Trotz des Untertitels hatte die Wochenzeitung nichts mit Politik zu tun. Eine solche Ausrichtung wurde absichtlich ausgeschlossen. Eine Ausrichtung, die bis zum Überdruss immer wieder betont wurde. Der einzige entfernte Kontakt mit einer solchen Dimension war informativer Natur: Nachrichten über die wichtigsten Ereignisse. Sowohl auf nationaler als auch auf internationaler Ebene.

In Wirklichkeit handelte es sich um eine religiös-apologetische Veröffentlichung. Nicht alles, was in der Publikation steht, ist Palau zuzuschreiben. Seine einflussreiche Persönlichkeit drückte dem Druckwerk jedoch einen unverwechselbaren Stempel auf. Seine Mitarbeiter identifizierten sich mit den Ideen und Programmen des Direktors.

Ja, Palau schreibt die von der Redaktion unterzeichneten Seiten bis zur Nr. 176, zusätzlich zu denen, die ausdrücklich seine Unterschrift tragen.

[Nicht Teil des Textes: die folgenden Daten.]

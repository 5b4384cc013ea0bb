use aml_primitives::{DetectionConfig, GraphError, MatchedPair, Transaction, TransactionGraph};
use log::{info, warn};

#[derive(Debug, Clone, Copy, PartialEq, Eq)]
pub enum BuildMode {
    /// Both hops: sender -> intermediate -> receiver.
    Layering,
    /// Only the lead hop, sender -> intermediate.
    LeadOnly,
}

impl BuildMode {
    pub fn from_config(config: &DetectionConfig) -> Self {
        if config.demo {
            BuildMode::LeadOnly
        } else {
            BuildMode::Layering
        }
    }
}

#[derive(Debug, Clone, Default, PartialEq, Eq)]
pub struct BuildOutcome {
    pub pairs_applied: usize,
    pub failures: usize,
    pub accounts_created: usize,
    pub edges_created: usize,
}

/// Materializes matched pairs as weighted SEND edges.
pub struct GraphBuilder {
    mode: BuildMode,
}

impl GraphBuilder {
    pub fn new(mode: BuildMode) -> Self {
        Self { mode }
    }

    pub fn from_config(config: &DetectionConfig) -> Self {
        Self::new(BuildMode::from_config(config))
    }

    pub fn mode(&self) -> BuildMode {
        self.mode
    }

    /// Applies both hops of `pair` or neither.
    pub fn apply_pair(
        &self,
        graph: &mut TransactionGraph,
        pair: &MatchedPair,
    ) -> Result<(), GraphError> {
        let hops: Vec<&Transaction> = match self.mode {
            BuildMode::Layering => vec![&pair.lead, &pair.follow],
            BuildMode::LeadOnly => vec![&pair.lead],
        };

        // Both hops land on the same edge only for a self-loop chain.
        let same_edge = hops.len() == 2
            && hops[0].sender == hops[1].sender
            && hops[0].receiver == hops[1].receiver;
        if same_edge {
            graph.check_headroom(hops[0].sender, hops[0].receiver, 2)?;
        } else {
            for hop in &hops {
                graph.check_headroom(hop.sender, hop.receiver, 1)?;
            }
        }

        for hop in hops {
            graph.record_send(hop)?;
        }
        Ok(())
    }

    /// Applies every pair in order. Failing pairs are logged and skipped.
    pub fn build(&self, graph: &mut TransactionGraph, pairs: &[MatchedPair]) -> BuildOutcome {
        let accounts_before = graph.account_count();
        let edges_before = graph.edge_count();
        let mut outcome = BuildOutcome::default();

        for pair in pairs {
            match self.apply_pair(graph, pair) {
                Ok(()) => outcome.pairs_applied += 1,
                Err(e) => {
                    warn!("skipping pair {}: {}", pair, e);
                    outcome.failures += 1;
                }
            }
        }

        outcome.accounts_created = graph.account_count() - accounts_before;
        outcome.edges_created = graph.edge_count() - edges_before;
        info!(
            "graph built from {} pairs ({:?}): {} accounts, {} edges, {} failed pairs",
            outcome.pairs_applied,
            self.mode,
            graph.account_count(),
            graph.edge_count(),
            outcome.failures
        );
        outcome
    }
}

Der apologetische Aspekt ist unbestreitbar. Die Konfrontation mit den Feinden der Kirche ist kontinuierlich und direkt. Auf religiöser und pastoraler Ebene war der größte Feind stets der böse Geist, der seiner Meinung nach die Hauptverantwortung für das Unheil der Zeit trug. Es war daher dringend notwendig, ihn zu entlarven und zu bekämpfen. Ohne Aufschub. Tatsächlich erscheint die Lektüre des Eremiten eher wie ein antidiabolischer Kreuzzug als ein antirevolutionärer und antireligiöser Kreuzzug.

Wichtige Aspekte, die der Gründer im Eremit hinterlassen hat, sind der bereits erwähnte Einfluss des Bösen und der Exorzismus. Sie erscheinen in jeder Ausgabe der Wochenschrift. Darüber hinaus werden sie in mehreren von Palau selbst verfassten Artikeln umfassender und systematischer formuliert. Diese wurden dann in der Ausgabe 76 und später in einer Broschüre zusammengefasst: El exorcistado. Der Einfluss dieses Geheimnisses auf den heutigen Untergang oder die Rettung.

In El Ermitaño nimmt Francisco Palau die Haltung der Priester in der Politik unter die Lupe, eine Realität, die dringend geklärt werden muss! Er hat klare Vorstellungen zu diesem Thema. Er legt sie entschlossen und mutig dar. Von den kirchlichen Amtsträgern fordert er absolute Neutralität gegenüber den verschiedenen politischen Optionen. Sie sollen sich in ihrem Handeln nur vom Dienst an Gott und ihren Brüdern und Schwestern leiten lassen.

Sowohl die Lehre als auch die apostolische Tätigkeit im Zusammenhang mit dem Exorzismus sind die umstrittensten Aspekte der facettenreichen Gestalt von Pater Palau. Doch nur von seinem historischen Moment und in seinem Umfeld aus können wir seine Position besser verstehen.

In dieser Wochenzeitschrift betrachtet und wiederholt er, was er in La Escuela de la Virtud Vindicada (Die Schule der gerechtfertigten Tugend) gesagt hat.